Top of DATASET CONTENT
//! WebSocket upgrade handler for the realtime gateway.
//!
//! Route: `GET /ws`
//!
//! Checks run in this order, each failing with a JSON error before any
//! connection state is allocated:
//!
//! 1. Method must be `GET` (405)
//! 2. A user must have been resolved by `auth_middleware` (401)
//! 3. The `Origin` header must pass the origin policy (403)
//! 4. The request must be a valid upgrade (400)
//!
//! After the upgrade, [`run_connection`] owns the socket until it closes.

use std::borrow::Cow;
use std::sync::Arc;

use axum::{
    extract::{
        ws::{
            close_code, rejection::WebSocketUpgradeRejection, CloseFrame, Message, WebSocket,
            WebSocketUpgrade,
        },
        State,
    },
    http::{
        header::{HOST, ORIGIN},
        HeaderMap, Method, StatusCode,
    },
    response::{IntoResponse, Response},
    routing::any,
    Json, Router,
};
use futures::{SinkExt, StreamExt};
use thiserror::Error;

use crate::adapters::http::middleware::OptionalAuth;
use crate::domain::foundation::AuthenticatedUser;
use crate::domain::realtime::OriginPolicy;
use crate::ports::{BrokerSubscription, MessageBroker};

use super::connection::{Connection, ConnectionSettings};
use super::registry::ConnectionRegistry;
use super::tasks::{keepalive_loop, read_loop, write_loop};

/// Shared state for the gateway route.
#[derive(Clone)]
pub struct GatewayState {
    pub registry: Arc<ConnectionRegistry>,
    pub broker: Arc<dyn MessageBroker>,
    pub origin_policy: Arc<OriginPolicy>,
    pub settings: ConnectionSettings,
}

impl GatewayState {
    pub fn new(
        registry: Arc<ConnectionRegistry>,
        broker: Arc<dyn MessageBroker>,
        origin_policy: OriginPolicy,
        settings: ConnectionSettings,
    ) -> Self {
        Self {
            registry,
            broker,
            origin_policy: Arc::new(origin_policy),
            settings,
        }
    }
}

/// Upgrade-time failures.
#[derive(Debug, Error)]
pub enum GatewayError {
    #[error("Method not allowed")]
    MethodNotAllowed,

    #[error("Authentication required")]
    Unauthenticated,

    #[error("Origin not allowed")]
    OriginRejected,

    #[error("Not a valid WebSocket upgrade request")]
    UpgradeRequired(#[from] WebSocketUpgradeRejection),
}

impl GatewayError {
    pub fn status(&self) -> StatusCode {
        match self {
            Self::MethodNotAllowed => StatusCode::METHOD_NOT_ALLOWED,
            Self::Unauthenticated => StatusCode::UNAUTHORIZED,
            Self::OriginRejected => StatusCode::FORBIDDEN,
            Self::UpgradeRequired(_) => StatusCode::BAD_REQUEST,
        }
    }

    pub fn code(&self) -> &'static str {
        match self {
            Self::MethodNotAllowed => "METHOD_NOT_ALLOWED",
            Self::Unauthenticated => "UNAUTHENTICATED",
            Self::OriginRejected => "ORIGIN_REJECTED",
            Self::UpgradeRequired(_) => "UPGRADE_REQUIRED",
        }
    }
}

impl IntoResponse for GatewayError {
    fn into_response(self) -> Response {
        (
            self.status(),
            Json(serde_json::json!({
                "error": self.to_string(),
                "code": self.code()
            })),
        )
            .into_response()
    }
}

/// Handle WebSocket upgrade requests.
pub async fn ws_handler(
    State(state): State<GatewayState>,
    method: Method,
    headers: HeaderMap,
    OptionalAuth(user): OptionalAuth,
    upgrade: Result<WebSocketUpgrade, WebSocketUpgradeRejection>,
) -> Result<Response, GatewayError> {
    if method != Method::GET {
        return Err(GatewayError::MethodNotAllowed);
    }

    let user = user.ok_or(GatewayError::Unauthenticated)?;

    let origin = headers.get(ORIGIN).and_then(|v| v.to_str().ok());
    let host = headers.get(HOST).and_then(|v| v.to_str().ok());
    if !state.origin_policy.check(origin, host) {
        tracing::info!(
            user_id = %user.id,
            origin = origin.unwrap_or("<none>"),
            "Rejected WebSocket upgrade from disallowed origin"
        );
        return Err(GatewayError::OriginRejected);
    }

    let max_bytes = state.settings.max_message_bytes;
    let response = upgrade?
        .max_message_size(max_bytes)
        .max_frame_size(max_bytes)
        .on_upgrade(move |socket| run_connection(state, user, socket));

    Ok(response)
}

/// Own an upgraded socket until it closes.
///
/// Opens the private broker subscription, registers the connection
/// (superseding any previous one for the user), seeds the fixed topics,
/// then runs the read loop here while the write and keepalive loops run as
/// separate tasks. Every exit path unregisters the connection.
pub async fn run_connection(state: GatewayState, user: AuthenticatedUser, socket: WebSocket) {
    let (mut outbound, inbound) = socket.split();

    let BrokerSubscription { control, messages } = match state.broker.open_subscription().await {
        Ok(subscription) => subscription,
        Err(e) => {
            tracing::warn!(user_id = %user.id, error = %e, "Broker subscription unavailable");
            let frame = Message::Close(Some(CloseFrame {
                code: close_code::ERROR,
                reason: Cow::Borrowed("broker unavailable"),
            }));
            let closed = tokio::time::timeout(state.settings.write_timeout, async {
                outbound.send(frame).await?;
                outbound.close().await
            })
            .await;
            match closed {
                Ok(Ok(())) => {}
                Ok(Err(e)) => {
                    tracing::debug!(user_id = %user.id, error = %e, "Failed to send close frame")
                }
                Err(_) => tracing::debug!(user_id = %user.id, "Close frame write timed out"),
            }
            return;
        }
    };

    let conn = Arc::new(Connection::new(
        user.id,
        Box::pin(outbound),
        control,
        state.settings,
    ));
    state.registry.register(Arc::clone(&conn)).await;

    if let Err(e) = conn.seed_fixed_topics().await {
        tracing::warn!(
            user_id = %conn.user(),
            connection_id = %conn.id(),
            error = %e,
            "Failed to subscribe fixed topics"
        );
        state.registry.unregister(&conn).await;
        return;
    }

    let writer = tokio::spawn(write_loop(Arc::clone(&conn), messages));
    let keepalive = tokio::spawn(keepalive_loop(Arc::clone(&conn)));

    read_loop(Arc::clone(&conn), inbound).await;

    state.registry.unregister(&conn).await;
    let _ = tokio::join!(writer, keepalive);
}

/// Create the axum router for the gateway endpoint.
///
/// The route accepts any method so non-GET requests get the gateway's
/// JSON 405 instead of an empty one.
pub fn websocket_router() -> Router<GatewayState> {
    Router::new().route("/ws", any(ws_handler))
}
//! Message broker adapters.
//!
//! - `RedisMessageBroker` - production pub/sub over Redis
//! - `InMemoryMessageBroker` - in-process broker for tests

mod in_memory;
mod redis;

pub use self::in_memory::InMemoryMessageBroker;
pub use self::redis::RedisMessageBroker;
//! Shared-secret JWT adapter for the `SessionValidator` port.
//!
//! Access tokens are HS256-signed by the platform's auth service. This
//! adapter checks the signature and expiry, optionally the issuer and
//! audience, and maps `sub` to the domain `UserId`.

use async_trait::async_trait;
use jsonwebtoken::{decode, errors::ErrorKind, Algorithm, DecodingKey, Validation};
use serde::Deserialize;

use crate::config::AuthConfig;
use crate::domain::foundation::{AuthError, AuthenticatedUser, UserId};
use crate::ports::SessionValidator;

/// Claims read from an access token.
#[derive(Debug, Deserialize)]
struct AccessClaims {
    sub: String,

    #[serde(default)]
    name: Option<String>,

    #[serde(default)]
    preferred_username: Option<String>,
}

/// Validates HS256 access tokens signed with a shared secret.
pub struct JwtSessionValidator {
    key: DecodingKey,
    validation: Validation,
}

impl JwtSessionValidator {
    pub fn new(secret: &[u8], issuer: Option<&str>, audience: Option<&str>) -> Self {
        let mut validation = Validation::new(Algorithm::HS256);
        validation.validate_exp = true;
        validation.set_required_spec_claims(&["exp", "sub"]);

        if let Some(issuer) = issuer {
            validation.set_issuer(&[issuer]);
        }
        match audience {
            Some(audience) => validation.set_audience(&[audience]),
            None => validation.validate_aud = false,
        }

        Self {
            key: DecodingKey::from_secret(secret),
            validation,
        }
    }

    pub fn from_config(config: &AuthConfig) -> Self {
        Self::new(
            config.jwt_secret.as_bytes(),
            config.issuer.as_deref(),
            config.audience.as_deref(),
        )
    }
}

#[async_trait]
impl SessionValidator for JwtSessionValidator {
    async fn validate(&self, token: &str) -> Result<AuthenticatedUser, AuthError> {
        let data = decode::<AccessClaims>(token, &self.key, &self.validation).map_err(|e| {
            match e.kind() {
                ErrorKind::ExpiredSignature => {
                    tracing::debug!("Token expired");
                    AuthError::TokenExpired
                }
                ErrorKind::InvalidIssuer => {
                    tracing::warn!("Invalid issuer in token");
                    AuthError::InvalidToken
                }
                ErrorKind::InvalidAudience => {
                    tracing::warn!("Invalid audience in token");
                    AuthError::InvalidToken
                }
                _ => {
                    tracing::debug!("Token validation failed: {}", e);
                    AuthError::InvalidToken
                }
            }
        })?;

        let claims = data.claims;
        let user_id = UserId::new(claims.sub).map_err(|_| {
            tracing::warn!("Token carries a blank subject");
            AuthError::InvalidToken
        })?;

        Ok(AuthenticatedUser::new(
            user_id,
            claims.name.or(claims.preferred_username),
        ))
    }
}

impl std::fmt::Debug for JwtSessionValidator {
    fn fmt(&self, f: &mut std::fmt::Formatter<'_>) -> std::fmt::Result {
        f.debug_struct("JwtSessionValidator")
            .field("issuer", &self.validation.iss)
            .field("audience", &self.validation.aud)
            .finish_non_exhaustive()
    }
}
Bottom of DATASET CONTENT
| GOAL OF THE EXERCISE |
Lines from the first one above through the line containing "1. Method must" are to be retyped exactly, both included, and nothing more.

| WRITTEN ANSWER |
//! WebSocket upgrade handler for the realtime gateway.
//!
//! Route: `GET /ws`
//!
//! Checks run in this order, each failing with a JSON error before any
//! connection state is allocated:
//!
//! 1. Method must be `GET` (405)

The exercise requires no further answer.